I wish the term ‘intersectionality’ had been around in the eighties when I was growing up. I would have used it in response to the white women who told me to abandon my brothers in the Black Rights movement because they were sexist. I would have cited it to the black men who accused me of excusing racism by working with my sisters in the feminist movement. And I would have shouted it at the many, many white men who said it was all about class, that sexism and racism were passing bourgeois manifestations of imperialism and if I’d only wait for the revolution, they would deal with them in a benign and ideologically sound way.

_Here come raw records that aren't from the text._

//! Render target: paired color and depth buffers

use super::error::TargetError;
use super::types::Color;

/// Depth value meaning "nothing drawn here yet"
pub const FAR_DEPTH: f32 = 1.0;

/// Color and depth buffers for one frame, row-major with the origin at the
/// top-left. Both buffers always hold exactly `width * height` cells.
#[derive(Debug, Clone)]
pub struct RenderTarget {
    pub(super) width: usize,
    pub(super) height: usize,
    pub(super) clear_color: Color,
    pub(super) color: Vec<Color>,
    pub(super) depth: Vec<f32>,
}

impl RenderTarget {
    /// Bytes needed for a `width` x `height` target (color plus depth),
    /// or `None` if the size overflows.
    pub fn memory_size(width: usize, height: usize) -> Option<usize> {
        let pixels = width.checked_mul(height)?;
        let per_pixel = std::mem::size_of::<Color>() + std::mem::size_of::<f32>();
        pixels.checked_mul(per_pixel)
    }

    /// Allocate a cleared target
    pub fn new(width: usize, height: usize, clear_color: Color) -> Result<Self, TargetError> {
        let required = Self::memory_size(width, height).unwrap_or(usize::MAX);
        Self::with_memory_budget(required, width, height, clear_color)
    }

    /// Allocate a cleared target, refusing if it would need more than
    /// `budget` bytes. Nothing is allocated on failure.
    pub fn with_memory_budget(
        budget: usize,
        width: usize,
        height: usize,
        clear_color: Color,
    ) -> Result<Self, TargetError> {
        if width == 0 || height == 0 {
            log::warn!("rejected render target {}x{}", width, height);
            return Err(TargetError::InvalidDimensions { width, height });
        }

        let required = Self::memory_size(width, height).ok_or(TargetError::InsufficientMemory {
            required: usize::MAX,
            available: budget,
        })?;

        if budget < required {
            log::warn!("render target {}x{} needs {} bytes, budget is {}", width, height, required, budget);
            return Err(TargetError::InsufficientMemory { required, available: budget });
        }

        log::debug!("render target {}x{} ({} bytes)", width, height, required);

        Ok(Self {
            width,
            height,
            clear_color,
            color: vec![clear_color; width * height],
            depth: vec![FAR_DEPTH; width * height],
        })
    }

    pub fn width(&self) -> usize {
        self.width
    }

    pub fn height(&self) -> usize {
        self.height
    }

    pub fn clear_color(&self) -> Color {
        self.clear_color
    }

    pub fn set_clear_color(&mut self, color: Color) {
        self.clear_color = color;
    }

    /// Reset every color cell to the clear color and every depth cell to
    /// `FAR_DEPTH`
    pub fn clear(&mut self) {
        self.color.fill(self.clear_color);
        self.depth.fill(FAR_DEPTH);
    }

    pub fn colors(&self) -> &[Color] {
        &self.color
    }

    pub fn depths(&self) -> &[f32] {
        &self.depth
    }

    pub fn color_at(&self, x: usize, y: usize) -> Option<Color> {
        self.index(x, y).map(|i| self.color[i])
    }

    pub fn depth_at(&self, x: usize, y: usize) -> Option<f32> {
        self.index(x, y).map(|i| self.depth[i])
    }

    /// Packed RGB bytes, 3 per pixel, ready for an image encoder
    pub fn color_bytes(&self) -> Vec<u8> {
        self.color.iter().flat_map(|c| c.to_bytes()).collect()
    }

    #[inline]
    fn index(&self, x: usize, y: usize) -> Option<usize> {
        if x < self.width && y < self.height {
            Some(y * self.width + x)
        } else {
            None
        }
    }

    /// Write a color without touching depth. Out-of-bounds writes are ignored.
    pub fn set_pixel(&mut self, x: i32, y: i32, color: Color) -> bool {
        if x >= 0 && y >= 0 {
            if let Some(i) = self.index(x as usize, y as usize) {
                self.color[i] = color;
                return true;
            }
        }
        false
    }

    /// Draw a line from (x0, y0) to (x1, y1) using Bresenham's algorithm.
    /// Returns the number of pixels written.
    pub fn draw_line(&mut self, x0: i32, y0: i32, x1: i32, y1: i32, color: Color) -> usize {
        let dx = (x1 - x0).abs();
        let dy = -(y1 - y0).abs();
        let sx = if x0 < x1 { 1 } else { -1 };
        let sy = if y0 < y1 { 1 } else { -1 };
        let mut err = dx + dy;
        let mut x = x0;
        let mut y = y0;
        let mut written = 0;

        loop {
            if self.set_pixel(x, y, color) {
                written += 1;
            }

            if x == x1 && y == y1 {
                break;
            }

            let e2 = 2 * err;
            if e2 >= dy {
                err += dy;
                x += sx;
            }
            if e2 <= dx {
                err += dx;
                y += sy;
            }
        }

        written
    }
}

#[cfg(test)]
mod tests {
    use super::*;

    #[test]
    fn test_memory_size() {
        assert_eq!(RenderTarget::memory_size(4, 4), Some(16 * 3 + 16 * 4));
        assert_eq!(RenderTarget::memory_size(usize::MAX, 2), None);
    }

    #[test]
    fn test_new_is_cleared() {
        let t = RenderTarget::new(3, 2, Color::new(40, 40, 40)).unwrap();
        assert!(t.colors().iter().all(|&c| c == Color::new(40, 40, 40)));
        assert!(t.depths().iter().all(|&d| d == FAR_DEPTH));
        assert_eq!(t.colors().len(), 6);
    }

    #[test]
    fn test_budget_too_small() {
        let need = RenderTarget::memory_size(8, 8).unwrap();
        let err = RenderTarget::with_memory_budget(need - 1, 8, 8, Color::BLACK).unwrap_err();
        assert_eq!(err, TargetError::InsufficientMemory { required: need, available: need - 1 });
        assert!(RenderTarget::with_memory_budget(need, 8, 8, Color::BLACK).is_ok());
    }

    #[test]
    fn test_zero_dimensions_rejected() {
        assert!(matches!(
            RenderTarget::new(0, 10, Color::BLACK),
            Err(TargetError::InvalidDimensions { .. })
        ));
        assert!(matches!(
            RenderTarget::new(10, 0, Color::BLACK),
            Err(TargetError::InvalidDimensions { .. })
        ));
    }

    #[test]
    fn test_clear_resets_both_buffers() {
        let mut t = RenderTarget::new(5, 3, Color::BLACK).unwrap();
        t.draw_line(0, 0, 4, 2, Color::RED);
        t.depth[7] = 0.25;
        t.set_clear_color(Color::BLUE);
        t.clear();
        assert!(t.colors().iter().all(|&c| c == Color::BLUE));
        assert!(t.depths().iter().all(|&d| d == FAR_DEPTH));
    }

    #[test]
    fn test_draw_line_clips_to_bounds() {
        let mut t = RenderTarget::new(4, 4, Color::BLACK).unwrap();
        let written = t.draw_line(-2, 1, 6, 1, Color::WHITE);
        assert_eq!(written, 4);
        for x in 0..4 {
            assert_eq!(t.color_at(x, 1), Some(Color::WHITE));
        }
        assert_eq!(t.color_at(0, 0), Some(Color::BLACK));
    }

    #[test]
    fn test_color_bytes_row_major() {
        let mut t = RenderTarget::new(2, 2, Color::BLACK).unwrap();
        t.set_pixel(1, 0, Color::new(1, 2, 3));
        let bytes = t.color_bytes();
        assert_eq!(bytes.len(), 12);
        assert_eq!(&bytes[3..6], &[1, 2, 3]);
    }
}
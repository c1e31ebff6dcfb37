//! CPU triangle rasterizer
//!
//! Features:
//! - Column-major 4x4 vertex transform with perspective divide
//! - Coarse near-plane rejection (whole triangles, no clipping)
//! - Screen-space backface culling (counter-clockwise front faces)
//! - Incremental barycentric fill with Z-buffer and color interpolation
//! - Optional wireframe mode

mod error;
mod math;
mod render;
mod target;
mod types;

pub use error::*;
pub use math::*;
pub use render::*;
pub use target::*;
pub use types::*;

But it wasn’t around so I had to learn what it meant the hard way, without a term for it, by questioning my own responses to experiences related to multiple aspects of my identity. For example when ‘feminist’ publishers highlighted sexism in a 19th century text by a woman, but ignored racism, I was annoyed but not sure why, given most mainstream imprints highlighted neither. Or when people refused to believe I was from Newcastle – ‘Where are you really from?’ – I was upset but again not sure why as I am proud of my Nigerian heritage.

Three years as the only heterosexual in a Black Lesbian Housing Cooperative helped, they took pity on me, and I shall always be grateful to them, not only for giving me a home but for helping expand my understanding of identity politics.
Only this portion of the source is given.